Nigeria’s Jonathan Sees Strong Naira in 2015; Stable Economy

Nigerian President Goodluck Jonathan said the West African nation will keep its currency strong and its economy stable in 2015 as it seeks to boost investor confidence following a downturn in oil prices.

The government will “take away speculative behaviors’ and maintain ‘‘healthy’’ external reserves to ‘‘ensure the naira remains strong,’’ Jonathan said today in a national broadcast to mark the new year. That will ‘‘give foreign investors the clarity and certainty that they need,’’ he said.

The 2015 budget contains measures to guarantee economic stability and ‘‘ensure that the downturn in the price of oil does not affect our development plans too adversely,’’ he said. Oil accounts for 70 percent of Nigeria’s income and 95 percent of its foreign exchange.

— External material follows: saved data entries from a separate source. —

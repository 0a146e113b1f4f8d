//! Backend connection traits.
//!
//! A backend moves opaque payloads to and from already-normalized keys. The
//! store layers key normalization, entry encoding and the error boundary on
//! top of it.

use crate::error::CacheResult;
use std::collections::HashMap;

pub mod memory;

#[cfg(feature = "memcached")]
pub mod memcached;

pub use memory::InMemoryBackend;

#[cfg(feature = "memcached")]
pub use memcached::MemcachedBackend;

/// Longest exptime memcached treats as relative seconds.
///
/// Larger values are read as an absolute Unix timestamp.
pub const MAX_RELATIVE_EXPTIME: u32 = 60 * 60 * 24 * 30;

/// Convert a TTL in seconds to the exptime memcached expects.
///
/// TTLs above [`MAX_RELATIVE_EXPTIME`] become `now_unix + ttl`, saturating at
/// `u32::MAX`. Zero stays zero (no expiry).
pub fn memcached_exptime(ttl: u32, now_unix: i64) -> u32 {
    if ttl <= MAX_RELATIVE_EXPTIME {
        return ttl;
    }
    let absolute = now_unix.max(0).saturating_add(i64::from(ttl));
    u32::try_from(absolute).unwrap_or(u32::MAX)
}

/// Version of a key as captured by a read.
///
/// Stale as soon as any other writer stores the same key.
#[derive(Debug, Clone, Copy, PartialEq, Eq, Hash)]
pub struct VersionToken(pub u64);

/// Maps the current payload of a key to its replacement.
///
/// `Ok(None)` leaves the stored payload untouched.
pub type Updater<'a> = dyn FnMut(&[u8]) -> CacheResult<Option<Vec<u8>>> + 'a;

/// Plain key/value commands every backend supports.
///
/// TTLs are whole seconds; zero means the entry does not expire.
pub trait Backend: Send + Sync {
    /// Fetch the payload stored under `key`.
    fn get(&self, key: &str) -> CacheResult<Option<Vec<u8>>>;

    /// Fetch several keys in one round trip. Missing keys are absent from the map.
    fn get_multi(&self, keys: &[&str]) -> CacheResult<HashMap<String, Vec<u8>>>;

    /// Store `payload` unconditionally.
    fn set(&self, key: &str, payload: &[u8], ttl: u32) -> CacheResult<()>;

    /// Remove `key`. Returns whether it existed.
    fn delete(&self, key: &str) -> CacheResult<bool>;

    /// Remove every key.
    fn flush(&self) -> CacheResult<()>;
}

/// Compare-and-swap commands.
pub trait CasCapable: Backend {
    /// Read every key together with its current version token.
    fn get_multi_cas(&self, keys: &[&str]) -> CacheResult<HashMap<String, (Vec<u8>, VersionToken)>>;

    /// Store `payload` only if `key` is still at version `token`.
    ///
    /// Returns `Ok(false)` when the key changed or disappeared since the read.
    fn replace_cas(
        &self,
        key: &str,
        payload: &[u8],
        ttl: u32,
        token: VersionToken,
    ) -> CacheResult<bool>;

    /// Atomically read `key`, pass its payload through `updater` and commit the
    /// result if nothing else wrote the key in between.
    ///
    /// Returns `Ok(false)` without calling `updater` when the key is missing,
    /// and `Ok(false)` when the write lost a race or `updater` declined to write.
    /// Implementations that retry on conflict may call `updater` more than once.
    fn cas(&self, key: &str, ttl: u32, updater: &mut Updater<'_>) -> CacheResult<bool> {
        let mut read = self.get_multi_cas(&[key])?;
        let Some((payload, token)) = read.remove(key) else {
            return Ok(false);
        };

        match updater(&payload)? {
            Some(replacement) => self.replace_cas(key, &replacement, ttl, token),
            None => Ok(false),
        }
    }
}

Nigeria is struggling to curb currency volatility that led to a 12.6 percent retreat last year, as oil prices lost almost half their value in the biggest annual decline since the 2008 global financial crisis. Finance Minister Ngozi Okonjo-Iweala proposed cutting this year’s budget by 8 percent to 4.36 trillion naira ($23.6 billion) while the government will seek to strengthen tax collection, raise taxes on luxury items and alcohol, and diversify the economy.

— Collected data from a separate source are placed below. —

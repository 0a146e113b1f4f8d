//! Async cache store trait.

use crate::error::CacheResult;
use async_trait::async_trait;
use std::time::Duration;

/// Async string-valued cache interface.
///
/// Values are JSON documents; keys are logical names that implementations
/// normalize before they reach the backend.
#[async_trait]
pub trait CacheStore: Send + Sync {
    /// Get a JSON value from the cache.
    ///
    /// # Arguments
    ///
    /// * `key` - The cache key
    ///
    /// # Returns
    ///
    /// Returns `Ok(Some(value))` if a live entry exists, `Ok(None)` if not found,
    /// or an error if the operation fails.
    async fn get_json(&self, key: &str) -> CacheResult<Option<String>>;

    /// Set a JSON value in the cache.
    ///
    /// # Arguments
    ///
    /// * `key` - The cache key
    /// * `value` - The JSON string value
    /// * `ttl` - Optional time-to-live duration
    async fn set_json(&self, key: &str, value: String, ttl: Option<Duration>) -> CacheResult<()>;

    /// Delete a key from the cache.
    async fn delete(&self, key: &str) -> CacheResult<()>;

    /// Check if a key exists in the cache.
    async fn exists(&self, key: &str) -> CacheResult<bool>;

    /// Clear all keys from the cache.
    ///
    /// **Warning:** This operation may be destructive and affect all keys.
    async fn clear(&self) -> CacheResult<()>;

    // ========== Batch Operations (Parallel) ==========

    /// Get multiple keys in parallel.
    ///
    /// Returns a vector of `Option<String>` in the same order as the input keys.
    async fn get_many(&self, keys: &[&str]) -> CacheResult<Vec<Option<String>>> {
        use futures::future::try_join_all;

        let futures = keys.iter().map(|key| self.get_json(key));
        try_join_all(futures).await
    }

    /// Delete multiple keys in parallel.
    async fn delete_many(&self, keys: &[&str]) -> CacheResult<()> {
        use futures::future::try_join_all;

        let futures = keys.iter().map(|key| self.delete(key));
        try_join_all(futures).await?;
        Ok(())
    }
}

The 2015 budget ‘‘is targeted at deepening our efforts at becoming a non-oil economy,” and attract foreign direct investment, Jonathan said.

The president, who faces a re-election challenge in February amid an Islamist insurgency, said security agencies will be bolstered to ensure the balloting is peaceful.

Boko Haram militants who have killed thousands of people over the past five years in their bid to impose Islamic law in Africa’s biggest economy “will be defeated,” Jonathan said. “We are re-equipping our armed forces to win the war against terror.”